> Stored items:
= = = =

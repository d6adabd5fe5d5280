#[cfg(test)]
mod tests {
    use crate::commands::capture::{submit_lead, CaptureContextQuery, LeadInput};
    use crate::commands::encash::{encash_lead, request_otp, EncashInput};
    use crate::db::{self, new_id, DbPool};
    use crate::state::AppState;
    use axum::extract::{Path, Query, State};
    use axum::Json;

    async fn setup_test_db() -> DbPool {
        dotenvy::dotenv().ok();
        let database_url = std::env::var("DATABASE_URL").expect("DATABASE_URL must be set");
        let pool = db::init_pool(&database_url)
            .await
            .expect("Failed to create pool");
        db::init_database(&pool)
            .await
            .expect("Failed to run migrations");
        pool
    }

    struct Fixture {
        branch_id: String,
        discount_id: String,
        place_id: String,
        campaign_id: String,
        source_id: String,
    }

    async fn seed_campaign(pool: &DbPool) -> Fixture {
        let fixture = Fixture {
            branch_id: new_id("BR"),
            discount_id: new_id("DSC"),
            place_id: new_id("PLC"),
            campaign_id: new_id("CAM"),
            source_id: new_id("SRC"),
        };

        sqlx::query("INSERT INTO branches (branch_id, branch_name, city) VALUES ($1, 'Test Branch', 'Bangalore')")
            .bind(&fixture.branch_id)
            .execute(pool)
            .await
            .unwrap();
        sqlx::query(
            "INSERT INTO discounts (discount_id, code, description, kind, value)
             VALUES ($1, $2, 'Test discount', 'percentage', 20)",
        )
        .bind(&fixture.discount_id)
        .bind(format!("TEST{}", &fixture.discount_id[4..]))
        .execute(pool)
        .await
        .unwrap();
        sqlx::query(
            "INSERT INTO places (place_id, place_name, category, monthly_cost)
             VALUES ($1, 'Test Salon', 'Salon', 5000)",
        )
        .bind(&fixture.place_id)
        .execute(pool)
        .await
        .unwrap();
        sqlx::query(
            "INSERT INTO campaigns (campaign_id, campaign_name, city, branch_id, discount_id)
             VALUES ($1, 'Test Campaign', 'Bangalore', $2, $3)",
        )
        .bind(&fixture.campaign_id)
        .bind(&fixture.branch_id)
        .bind(&fixture.discount_id)
        .execute(pool)
        .await
        .unwrap();
        sqlx::query(
            "INSERT INTO campaign_sources (source_id, campaign_id, place_id) VALUES ($1, $2, $3)",
        )
        .bind(&fixture.source_id)
        .bind(&fixture.campaign_id)
        .bind(&fixture.place_id)
        .execute(pool)
        .await
        .unwrap();

        fixture
    }

    async fn cleanup(pool: &DbPool, fixture: &Fixture, phones: &[&str]) {
        // Leads, timeline events and OTP challenges cascade with the campaign.
        let _ = sqlx::query("DELETE FROM campaigns WHERE campaign_id = $1")
            .bind(&fixture.campaign_id)
            .execute(pool)
            .await;
        let _ = sqlx::query("DELETE FROM places WHERE place_id = $1")
            .bind(&fixture.place_id)
            .execute(pool)
            .await;
        let _ = sqlx::query("DELETE FROM branches WHERE branch_id = $1")
            .bind(&fixture.branch_id)
            .execute(pool)
            .await;
        let _ = sqlx::query("DELETE FROM discounts WHERE discount_id = $1")
            .bind(&fixture.discount_id)
            .execute(pool)
            .await;
        for phone in phones {
            let _ = sqlx::query("DELETE FROM customers WHERE phone = $1")
                .bind(phone)
                .execute(pool)
                .await;
        }
    }

    fn lead_input(fixture: &Fixture, name: &str, phone: &str) -> LeadInput {
        LeadInput {
            customer_name: name.to_string(),
            phone: phone.to_string(),
            vehicle: "Maruti Swift".to_string(),
            pincode: Some("560034".to_string()),
            campaign_id: fixture.campaign_id.clone(),
            source_id: fixture.source_id.clone(),
        }
    }

    #[tokio::test]
    async fn test_capture_flow_integration() {
        let pool = setup_test_db().await;
        let state = AppState { pool: pool.clone() };
        let fixture = seed_campaign(&pool).await;
        let phone = "9100000001";

        // Scan: context fetch counts exactly one scan.
        let context = crate::commands::capture::get_capture_context(
            State(state.clone()),
            Query(CaptureContextQuery {
                campaign_id: fixture.campaign_id.clone(),
                source_id: fixture.source_id.clone(),
            }),
        )
        .await
        .expect("context fetch failed")
        .0;
        assert_eq!(context.branch_id, fixture.branch_id);
        assert_eq!(context.category, "Salon");
        assert!(context.campaign_active);

        // Submit the form.
        let lead_id = submit_lead(
            State(state.clone()),
            Json(lead_input(&fixture, "Ravi Kumar", phone)),
        )
        .await
        .expect("lead submission failed")
        .0;

        let (status, category): (String, String) =
            sqlx::query_as("SELECT status, category FROM leads WHERE lead_id = $1")
                .bind(&lead_id)
                .fetch_one(&pool)
                .await
                .unwrap();
        assert_eq!(status, "pending");
        assert_eq!(category, "Salon");

        let events: Vec<(String,)> = sqlx::query_as(
            "SELECT event FROM lead_timeline WHERE lead_id = $1 ORDER BY event_id",
        )
        .bind(&lead_id)
        .fetch_all(&pool)
        .await
        .unwrap();
        assert_eq!(events, vec![("Form Submitted".to_string(),)]);

        let (scans, leads): (i32, i32) =
            sqlx::query_as("SELECT scans, leads FROM campaign_sources WHERE source_id = $1")
                .bind(&fixture.source_id)
                .fetch_one(&pool)
                .await
                .unwrap();
        assert_eq!(scans, 1);
        assert_eq!(leads, 1);

        // First submission creates the customer with one visit.
        let (visits, encashments): (i32, i32) = sqlx::query_as(
            "SELECT total_visits, total_encashments FROM customers WHERE phone = $1",
        )
        .bind(phone)
        .fetch_one(&pool)
        .await
        .unwrap();
        assert_eq!(visits, 1);
        assert_eq!(encashments, 0);

        // Same phone again: repeat visit, still one customer row.
        submit_lead(
            State(state.clone()),
            Json(lead_input(&fixture, "Ravi Kumar", phone)),
        )
        .await
        .expect("repeat submission failed");

        let rows: Vec<(i32,)> =
            sqlx::query_as("SELECT total_visits FROM customers WHERE phone = $1")
                .bind(phone)
                .fetch_all(&pool)
                .await
                .unwrap();
        assert_eq!(rows.len(), 1);
        assert_eq!(rows[0].0, 2);

        cleanup(&pool, &fixture, &[phone]).await;
    }

    #[tokio::test]
    async fn test_encash_flow_integration() {
        let pool = setup_test_db().await;
        let state = AppState { pool: pool.clone() };
        let fixture = seed_campaign(&pool).await;
        let phone = "9100000002";

        let lead_id = submit_lead(
            State(state.clone()),
            Json(lead_input(&fixture, "Sunita Sharma", phone)),
        )
        .await
        .unwrap()
        .0;

        request_otp(State(state.clone()), Path(lead_id.clone()))
            .await
            .expect("OTP request failed");

        // Delivery is mocked, so read the issued code back.
        let code: String = sqlx::query_scalar(
            "SELECT code FROM otp_challenges WHERE lead_id = $1 AND NOT consumed
             ORDER BY created_at DESC LIMIT 1",
        )
        .bind(&lead_id)
        .fetch_one(&pool)
        .await
        .unwrap();

        // Wrong code must not encash.
        let wrong = encash_lead(
            State(state.clone()),
            Path(lead_id.clone()),
            Json(EncashInput {
                otp: if code == "000000" { "000001".into() } else { "000000".into() },
                staff_name: "Branch User".to_string(),
            }),
        )
        .await;
        assert!(wrong.is_err());

        encash_lead(
            State(state.clone()),
            Path(lead_id.clone()),
            Json(EncashInput {
                otp: code,
                staff_name: "Branch User".to_string(),
            }),
        )
        .await
        .expect("encash failed");

        let status: String = sqlx::query_scalar("SELECT status FROM leads WHERE lead_id = $1")
            .bind(&lead_id)
            .fetch_one(&pool)
            .await
            .unwrap();
        assert_eq!(status, "encashed");

        let encashed: i32 =
            sqlx::query_scalar("SELECT encashed FROM campaign_sources WHERE source_id = $1")
                .bind(&fixture.source_id)
                .fetch_one(&pool)
                .await
                .unwrap();
        assert_eq!(encashed, 1);

        let total_encashments: i32 =
            sqlx::query_scalar("SELECT total_encashments FROM customers WHERE phone = $1")
                .bind(phone)
                .fetch_one(&pool)
                .await
                .unwrap();
        assert_eq!(total_encashments, 1);

        let events: Vec<(String,)> = sqlx::query_as(
            "SELECT event FROM lead_timeline WHERE lead_id = $1 ORDER BY event_id",
        )
        .bind(&lead_id)
        .fetch_all(&pool)
        .await
        .unwrap();
        assert_eq!(
            events,
            vec![
                ("Form Submitted".to_string(),),
                ("Offer Encashed".to_string(),)
            ]
        );

        // A consumed lead cannot be encashed twice.
        let again = request_otp(State(state.clone()), Path(lead_id.clone())).await;
        assert!(again.is_err());

        cleanup(&pool, &fixture, &[phone]).await;
    }

    #[tokio::test]
    async fn test_expired_otp_rejected_integration() {
        let pool = setup_test_db().await;
        let state = AppState { pool: pool.clone() };
        let fixture = seed_campaign(&pool).await;
        let phone = "9100000003";

        let lead_id = submit_lead(
            State(state.clone()),
            Json(lead_input(&fixture, "Amit Patel", phone)),
        )
        .await
        .unwrap()
        .0;

        sqlx::query(
            "INSERT INTO otp_challenges (lead_id, code, expires_at)
             VALUES ($1, '123456', now() - interval '1 minute')",
        )
        .bind(&lead_id)
        .execute(&pool)
        .await
        .unwrap();

        let result = encash_lead(
            State(state.clone()),
            Path(lead_id.clone()),
            Json(EncashInput {
                otp: "123456".to_string(),
                staff_name: "Branch User".to_string(),
            }),
        )
        .await;
        assert!(result.is_err(), "expired OTP must not encash");

        let status: String = sqlx::query_scalar("SELECT status FROM leads WHERE lead_id = $1")
            .bind(&lead_id)
            .fetch_one(&pool)
            .await
            .unwrap();
        assert_eq!(status, "pending");

        cleanup(&pool, &fixture, &[phone]).await;
    }

    #[tokio::test]
    async fn test_campaign_stats_integration() {
        let pool = setup_test_db().await;
        let state = AppState { pool: pool.clone() };
        let fixture = seed_campaign(&pool).await;

        // Second source for the same campaign.
        let place2 = new_id("PLC");
        let source2 = new_id("SRC");
        sqlx::query(
            "INSERT INTO places (place_id, place_name, category, monthly_cost)
             VALUES ($1, 'Test Gym', 'Gym', 8000)",
        )
        .bind(&place2)
        .execute(&pool)
        .await
        .unwrap();
        sqlx::query(
            "INSERT INTO campaign_sources (source_id, campaign_id, place_id, scans, leads, encashed)
             VALUES ($1, $2, $3, 150, 100, 50)",
        )
        .bind(&source2)
        .bind(&fixture.campaign_id)
        .bind(&place2)
        .execute(&pool)
        .await
        .unwrap();
        sqlx::query(
            "UPDATE campaign_sources SET scans = 200, leads = 150, encashed = 80 WHERE source_id = $1",
        )
        .bind(&fixture.source_id)
        .execute(&pool)
        .await
        .unwrap();

        let stats = crate::commands::campaign::get_campaign_stats(
            State(state.clone()),
            Query(crate::commands::campaign::CampaignStatsQuery {
                id: fixture.campaign_id.clone(),
            }),
        )
        .await
        .unwrap()
        .0;

        assert_eq!(stats.scans, Some(350));
        assert_eq!(stats.leads, Some(250));
        assert_eq!(stats.encashed, Some(130));

        cleanup(&pool, &fixture, &[]).await;
        let _ = sqlx::query("DELETE FROM places WHERE place_id = $1")
            .bind(&place2)
            .execute(&pool)
            .await;
    }
}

= = = =

Where a line of the records has the string "status", copy that line.

> The completed task:
        let (status, category): (String, String) =
            sqlx::query_as("SELECT status, category FROM leads WHERE lead_id = $1")
        assert_eq!(status, "pending");
        let status: String = sqlx::query_scalar("SELECT status FROM leads WHERE lead_id = $1")
        assert_eq!(status, "encashed");
        let status: String = sqlx::query_scalar("SELECT status FROM leads WHERE lead_id = $1")
        assert_eq!(status, "pending");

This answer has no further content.